- _What to work on_
Go through the data line by line. Copy each one holding the string "discarded".

════════════════════

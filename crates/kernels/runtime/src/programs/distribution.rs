//! Distributions as one-choice programs.

use stoch_foundation::{Slot, UnaryOp, Value};
use stoch_ir::{Atom, Aval, Stager};

use crate::choices::{ChoiceMap, ChoiceTree};
use crate::context::Context;
use crate::distributions::Dist;
use crate::error::{Error, Result};
use crate::gfi::{slot_aval, slot_avals, GenerativeFunction, Measure, Program, ReflectiveMeasure, Update};
use crate::interpret::eval::{live_log_density, sample_slot};
use crate::ops::ProbabilisticStager;
use crate::reflect::blanket::BlanketFlags;
use crate::reflect::trace_type::{Support, TraceType};
use crate::selection::Selection;
use crate::trace::{Trace, TraceBody};

/// A distribution whose trace is a single leaf.
#[derive(Debug, Clone)]
pub struct DistributionProgram {
    dist: Dist,
}

impl DistributionProgram {
    pub fn new(dist: Dist) -> Self {
        Self { dist }
    }

    pub fn dist(&self) -> &Dist {
        &self.dist
    }

    /// The supplied choice must have the event's dtype and per-lane shape.
    fn check_choice(&self, args: &[Slot], value: &Slot) -> Result<()> {
        let expected = self.dist.event_aval(&slot_avals(args))?;
        let found = slot_aval(value);
        if expected != found {
            return Err(Error::TypeMismatch {
                address: String::new(),
                expected: expected.to_string(),
                found: found.to_string(),
            });
        }
        Ok(())
    }

    fn leaf_choice<'a>(&self, choices: &'a ChoiceMap) -> Result<Option<&'a Slot>> {
        match choices {
            ChoiceTree::Leaf(v) => Ok(Some(v)),
            ChoiceTree::Node(entries) => match entries.keys().next() {
                None => Ok(None),
                Some(key) => Err(Error::AddressNotFound { address: key.clone() }),
            },
        }
    }
}

fn negate(slot: &Slot) -> Slot {
    slot.unary(UnaryOp::Neg)
}

fn zero() -> Slot {
    Slot::Uniform(Value::f64(0.0))
}

impl GenerativeFunction for DistributionProgram {
    fn name(&self) -> String {
        self.dist.name().to_string()
    }

    fn output_avals(&self, args: &[Aval]) -> Result<Vec<Aval>> {
        Ok(vec![self.dist.event_aval(args)?])
    }

    fn simulate(&self, ctx: &mut Context, this: &Program, args: Vec<Slot>) -> Result<Trace> {
        let value = sample_slot(ctx, &self.dist, &args, false, self.dist.name())?;
        let lp = live_log_density(ctx, &self.dist, &value, &args)?;
        Ok(Trace::new(
            this.clone(),
            args,
            TraceBody::Leaf(value.clone()),
            vec![value],
            negate(&lp),
        ))
    }

    fn assess(&self, ctx: &mut Context, args: Vec<Slot>, choices: &ChoiceMap) -> Result<(Slot, Vec<Slot>)> {
        let value = self.leaf_choice(choices)?.ok_or_else(|| Error::AddressNotFound {
            address: String::new(),
        })?;
        self.check_choice(&args, value)?;
        let lp = live_log_density(ctx, &self.dist, value, &args)?;
        Ok((lp, vec![value.clone()]))
    }

    fn update(
        &self,
        ctx: &mut Context,
        this: &Program,
        trace: &Trace,
        args: Vec<Slot>,
        choices: &ChoiceMap,
    ) -> Result<Update> {
        let TraceBody::Leaf(old) = trace.body() else {
            return Err(Error::Internal(format!("{} trace without a leaf", self.dist.name())));
        };
        let (value, discarded) = match self.leaf_choice(choices)? {
            Some(new) => {
                self.check_choice(&args, new)?;
                (new.clone(), ChoiceTree::Leaf(old.clone()))
            }
            None => (old.clone(), ChoiceMap::empty()),
        };
        let lp = live_log_density(ctx, &self.dist, &value, &args)?;
        let weight = lp.add(trace.score_slot())?;
        let trace = Trace::new(this.clone(), args, TraceBody::Leaf(value.clone()), vec![value], negate(&lp));
        Ok(Update {
            trace,
            weight,
            discarded,
        })
    }

    fn project(&self, this: &Program, constraint: ChoiceMap) -> Result<Measure> {
        let value = self.leaf_choice(&constraint)?.cloned();
        Ok(Measure::new(ConstrainedLeaf::new(this.clone(), value)))
    }

    fn discretize(&self, this: &Program, selection: &Selection) -> Result<Program> {
        if !selection.matches_root() {
            return Ok(this.clone());
        }
        match self.dist.discretization() {
            Some(grid) => Ok(Program::distribution(grid)),
            None => Err(Error::SelectionMismatch {
                address: String::new(),
                message: format!("{} has no discretization", self.dist.name()),
            }),
        }
    }

    fn selection(&self, _args: &[Aval]) -> Result<Selection> {
        Ok(Selection::All)
    }

    fn trace_type(&self, args: &[Aval]) -> Result<TraceType> {
        let support = match self.dist.support_size(args) {
            Some(n) => Support::Finite(n),
            None => Support::Real,
        };
        Ok(TraceType::shaped(&self.dist.event_aval(args)?, support))
    }

    fn blanket_flags(&self, _trace: &Trace, in_flows: &[bool], selection: &Selection) -> Result<BlanketFlags> {
        let flags = if selection.matches_root() {
            BlanketFlags {
                retain: true,
                tagged: true,
                out_flows: vec![true],
                ..BlanketFlags::default()
            }
        } else if in_flows.iter().any(|f| *f) {
            // Scored against the new value of its arguments, but its own
            // value stays fixed.
            BlanketFlags {
                retain: true,
                tagged: false,
                out_flows: vec![false],
                ..BlanketFlags::default()
            }
        } else {
            BlanketFlags::dropped(1)
        };
        Ok(flags)
    }

    fn blanket_rewrite(&self, this: &Program, _trace: &Trace, _flags: &BlanketFlags) -> Result<Program> {
        Ok(this.clone())
    }

    fn as_distribution(&self) -> Option<&Dist> {
        Some(&self.dist)
    }
}

/// A one-choice program with its choice fixed, or free when `value` is
/// `None`.
#[derive(Debug, Clone)]
pub struct ConstrainedLeaf {
    program: Program,
    value: Option<Slot>,
}

impl ConstrainedLeaf {
    pub(crate) fn new(program: Program, value: Option<Slot>) -> Self {
        Self { program, value }
    }
}

impl ReflectiveMeasure for ConstrainedLeaf {
    fn name(&self) -> String {
        match self.value {
            Some(_) => format!("{}|constrained", self.program.name()),
            None => self.program.name(),
        }
    }

    fn program(&self) -> &Program {
        &self.program
    }

    fn constraint(&self) -> ChoiceMap {
        self.value.clone().map(ChoiceTree::Leaf).unwrap_or_default()
    }

    fn generate(&self, ctx: &mut Context, args: Vec<Slot>) -> Result<(Trace, Slot)> {
        match &self.value {
            None => Ok((self.program.simulate_slots(ctx, args)?, zero())),
            Some(value) => {
                let (weight, retval) = self
                    .program
                    .assess_slots(ctx, args.clone(), &ChoiceTree::Leaf(value.clone()))?;
                let trace = Trace::new(
                    self.program.clone(),
                    args,
                    TraceBody::Leaf(value.clone()),
                    retval,
                    negate(&weight),
                );
                Ok((trace, weight))
            }
        }
    }

    fn lower_enum(&self, s: &mut Stager, args: &[Atom]) -> Result<(ChoiceTree<Atom>, Vec<Atom>)> {
        let dist = self.program.as_distribution().ok_or_else(|| Error::NotEnumerable {
            site: self.program.name(),
            reason: "not a primitive distribution".to_string(),
        })?;
        match &self.value {
            None => {
                let x = s.sample(dist, args)?;
                Ok((ChoiceTree::Leaf(x.clone()), vec![x]))
            }
            Some(Slot::Uniform(value)) => {
                let x = s.constant(value.clone());
                s.observe(dist, &x, args)?;
                Ok((ChoiceTree::empty(), vec![x]))
            }
            Some(Slot::Lanes(_)) => Err(Error::Unsupported(format!(
                "enumerating {} under a per-lane constraint",
                dist.name()
            ))),
        }
    }
}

════════════════════

- _Reply to the task_
        let (value, discarded) = match self.leaf_choice(choices)? {
            discarded,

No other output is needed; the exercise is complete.